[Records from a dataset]
◇ ◇ ◇ ◇ ◇
//! Configuration system for the ecosystem simulation.
//!
//! Supports YAML configuration files with sensible defaults.

use crate::animal::{Species, Traits};
use crate::error::ConfigError;
use crate::food::FoodKind;
use serde::{Deserialize, Serialize};
use std::collections::HashSet;
use std::path::Path;

/// Main configuration structure
#[derive(Debug, Clone, Serialize, Deserialize)]
pub struct Config {
    pub world: WorldConfig,
    #[serde(default)]
    pub reproduction: ReproductionConfig,
    #[serde(default)]
    pub run: RunConfig,
    /// Species present at start, in statistics order
    pub animals: Vec<SpeciesConfig>,
    /// Food kinds present at start, in statistics order
    pub foods: Vec<FoodConfig>,
    #[serde(default)]
    pub logging: LoggingConfig,
}

/// World/environment configuration
#[derive(Debug, Clone, Serialize, Deserialize)]
pub struct WorldConfig {
    /// Size of the square toroidal grid
    pub grid_size: usize,
    /// Cap on cycle steps before a cycle is cut short
    pub max_cycle_steps: u32,
    /// Hunger added by every committed move
    pub move_cost: f64,
}

/// Mating configuration
#[derive(Debug, Clone, Serialize, Deserialize)]
pub struct ReproductionConfig {
    /// Libido removed from an initiator whose mating attempt is refused
    pub libido_penalty: f64,
}

/// Run driver configuration
#[derive(Debug, Clone, Serialize, Deserialize)]
pub struct RunConfig {
    /// Number of epochs to simulate
    pub epochs: u64,
    /// Stop early once any species collapses
    pub stop_at_zero: bool,
    /// A species counts as collapsed at or below this population
    pub collapse_threshold: usize,
    /// Random seed for reproducibility (random when absent)
    pub seed: Option<u64>,
}

/// Per-species starting population and trait distribution
#[derive(Debug, Clone, Serialize, Deserialize)]
pub struct SpeciesConfig {
    pub species: Species,
    pub initial_count: usize,
    /// Std used both for initial trait sampling and for offspring mutation
    pub mutation_std: f64,
    /// Mean starting libido of the initial population
    #[serde(default)]
    pub initial_libido: f64,
    /// Trait means of the initial population
    pub traits: Traits,
}

/// Per-kind food configuration
#[derive(Debug, Clone, Serialize, Deserialize)]
pub struct FoodConfig {
    pub kind: FoodKind,
    pub initial_count: usize,
    /// Chance per empty food cell per epoch of growing this kind
    pub spawn_chance: f64,
    pub nutritional_value: f64,
}

/// Logging and checkpoint configuration
#[derive(Debug, Clone, Serialize, Deserialize)]
pub struct LoggingConfig {
    /// Epochs between info-level summaries
    pub stats_interval: u64,
    /// Epochs between checkpoints (CLI only)
    pub checkpoint_interval: u64,
    /// Log level (error, warn, info, debug, trace)
    pub log_level: String,
}

impl Default for Config {
    fn default() -> Self {
        Self {
            world: WorldConfig::default(),
            reproduction: ReproductionConfig::default(),
            run: RunConfig::default(),
            animals: vec![SpeciesConfig::rabbit(), SpeciesConfig::fox()],
            foods: vec![FoodConfig::carrot()],
            logging: LoggingConfig::default(),
        }
    }
}

impl Default for WorldConfig {
    fn default() -> Self {
        Self {
            grid_size: 20,
            max_cycle_steps: 50,
            move_cost: 1.0,
        }
    }
}

impl Default for ReproductionConfig {
    fn default() -> Self {
        Self { libido_penalty: 5.0 }
    }
}

impl Default for RunConfig {
    fn default() -> Self {
        Self {
            epochs: 100,
            stop_at_zero: true,
            collapse_threshold: 1,
            seed: None,
        }
    }
}

impl Default for LoggingConfig {
    fn default() -> Self {
        Self {
            stats_interval: 10,
            checkpoint_interval: 50,
            log_level: "info".to_string(),
        }
    }
}

impl SpeciesConfig {
    pub fn rabbit() -> Self {
        Self {
            species: Species::Rabbit,
            initial_count: 40,
            mutation_std: 0.3,
            initial_libido: 0.0,
            traits: Traits {
                speed: 3.0,
                sight_radius: 4.0,
                max_hunger: 20.0,
                max_age: 30.0,
                reproductive_drive: 3.0,
                nutritional_value: 10.0,
            },
        }
    }

    pub fn fox() -> Self {
        Self {
            species: Species::Fox,
            initial_count: 8,
            mutation_std: 0.3,
            initial_libido: 0.0,
            traits: Traits {
                speed: 4.0,
                sight_radius: 6.0,
                max_hunger: 35.0,
                max_age: 45.0,
                reproductive_drive: 6.0,
                nutritional_value: 0.0,
            },
        }
    }
}

impl FoodConfig {
    pub fn carrot() -> Self {
        Self {
            kind: FoodKind::Carrot,
            initial_count: 60,
            spawn_chance: 0.02,
            nutritional_value: 6.0,
        }
    }
}

fn check_value(owner: &str, field: &'static str, value: f64) -> Result<(), ConfigError> {
    if value.is_finite() && value >= 0.0 {
        Ok(())
    } else {
        Err(ConfigError::InvalidValue {
            owner: owner.to_string(),
            field,
            value,
        })
    }
}

impl Config {
    /// Load configuration from a YAML file
    pub fn from_file<P: AsRef<Path>>(path: P) -> Result<Self, ConfigError> {
        let contents = std::fs::read_to_string(path)?;
        Self::from_yaml(&contents)
    }

    /// Parse and validate a YAML document
    pub fn from_yaml(contents: &str) -> Result<Self, ConfigError> {
        let config: Config = serde_yaml::from_str(contents)?;
        config.validate()?;
        Ok(config)
    }

    /// Save configuration to a YAML file
    pub fn save<P: AsRef<Path>>(&self, path: P) -> Result<(), ConfigError> {
        let yaml = serde_yaml::to_string(self)?;
        std::fs::write(path, yaml)?;
        Ok(())
    }

    /// Number of cells in each grid layer
    pub fn cell_count(&self) -> usize {
        self.world.grid_size * self.world.grid_size
    }

    /// Validate configuration values
    pub fn validate(&self) -> Result<(), ConfigError> {
        if self.world.grid_size == 0 {
            return Err(ConfigError::InvalidGridSize);
        }
        if self.world.max_cycle_steps == 0 {
            return Err(ConfigError::InvalidCycleSteps);
        }
        check_value("world", "move_cost", self.world.move_cost)?;
        check_value("reproduction", "libido_penalty", self.reproduction.libido_penalty)?;

        let capacity = self.cell_count();

        let mut seen = HashSet::new();
        for entry in &self.animals {
            let owner = entry.species.to_string();
            if !seen.insert(entry.species) {
                return Err(ConfigError::Duplicate { owner });
            }
            check_value(&owner, "mutation_std", entry.mutation_std)?;
            check_value(&owner, "initial_libido", entry.initial_libido)?;
            for (field, value) in [
                ("speed", entry.traits.speed),
                ("sight_radius", entry.traits.sight_radius),
                ("max_hunger", entry.traits.max_hunger),
                ("max_age", entry.traits.max_age),
                ("reproductive_drive", entry.traits.reproductive_drive),
                ("nutritional_value", entry.traits.nutritional_value),
            ] {
                check_value(&owner, field, value)?;
            }
        }

        let mut seen = HashSet::new();
        for entry in &self.foods {
            let owner = entry.kind.to_string();
            if !seen.insert(entry.kind) {
                return Err(ConfigError::Duplicate { owner });
            }
            if !(entry.spawn_chance.is_finite() && (0.0..=1.0).contains(&entry.spawn_chance)) {
                return Err(ConfigError::InvalidSpawnChance {
                    kind: owner,
                    value: entry.spawn_chance,
                });
            }
            check_value(&owner, "nutritional_value", entry.nutritional_value)?;
        }

        // Animals share one layer, food kinds share the other
        let animal_total: usize = self.animals.iter().map(|a| a.initial_count).sum();
        if animal_total > capacity {
            return Err(ConfigError::Overpopulated {
                owner: "animals".to_string(),
                requested: animal_total,
                capacity,
            });
        }
        let food_total: usize = self.foods.iter().map(|f| f.initial_count).sum();
        if food_total > capacity {
            return Err(ConfigError::Overpopulated {
                owner: "foods".to_string(),
                requested: food_total,
                capacity,
            });
        }

        Ok(())
    }

    /// Statistics column of a species
    pub fn species_index(&self, species: Species) -> Option<usize> {
        self.animals.iter().position(|a| a.species == species)
    }

    /// Statistics column of a food kind
    pub fn food_index(&self, kind: FoodKind) -> Option<usize> {
        self.foods.iter().position(|f| f.kind == kind)
    }

    pub fn species_config(&self, species: Species) -> Option<&SpeciesConfig> {
        self.animals.iter().find(|a| a.species == species)
    }
}

#[cfg(test)]
mod tests {
    use super::*;

    #[test]
    fn test_default_config_valid() {
        let config = Config::default();
        assert!(config.validate().is_ok());
    }

    #[test]
    fn test_config_roundtrip() {
        let config = Config::default();
        let yaml = serde_yaml::to_string(&config).unwrap();
        let loaded = Config::from_yaml(&yaml).unwrap();
        assert_eq!(config.world.grid_size, loaded.world.grid_size);
        assert_eq!(loaded.animals.len(), 2);
        assert_eq!(loaded.foods[0].kind, FoodKind::Carrot);
    }

    #[test]
    fn test_zero_grid_rejected() {
        let mut config = Config::default();
        config.world.grid_size = 0;
        assert!(matches!(config.validate(), Err(ConfigError::InvalidGridSize)));
    }

    #[test]
    fn test_spawn_chance_range() {
        let mut config = Config::default();
        config.foods[0].spawn_chance = 1.5;
        assert!(matches!(
            config.validate(),
            Err(ConfigError::InvalidSpawnChance { .. })
        ));

        config.foods[0].spawn_chance = f64::NAN;
        assert!(config.validate().is_err());
    }

    #[test]
    fn test_overpopulation_rejected() {
        let mut config = Config::default();
        config.world.grid_size = 5;
        config.animals[0].initial_count = 20;
        config.animals[1].initial_count = 6;
        assert!(matches!(
            config.validate(),
            Err(ConfigError::Overpopulated { requested: 26, capacity: 25, .. })
        ));
    }

    #[test]
    fn test_duplicate_species_rejected() {
        let mut config = Config::default();
        config.animals.push(SpeciesConfig::rabbit());
        assert!(matches!(config.validate(), Err(ConfigError::Duplicate { .. })));
    }

    #[test]
    fn test_unknown_species_tag_rejected() {
        let mut yaml = serde_yaml::to_string(&Config::default()).unwrap();
        yaml = yaml.replace("species: fox", "species: wolf");
        assert!(matches!(Config::from_yaml(&yaml), Err(ConfigError::Yaml(_))));
    }

    #[test]
    fn test_negative_std_rejected() {
        let mut config = Config::default();
        config.animals[1].mutation_std = -0.1;
        assert!(matches!(
            config.validate(),
            Err(ConfigError::InvalidValue { field: "mutation_std", .. })
        ));
    }
}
◇ ◇ ◇ ◇ ◇
(YOUR TASK):
Lines containing the string "SpeciesConfig" above: how many are there? Answer with the number only.

(SOLVED EXERCISE):
6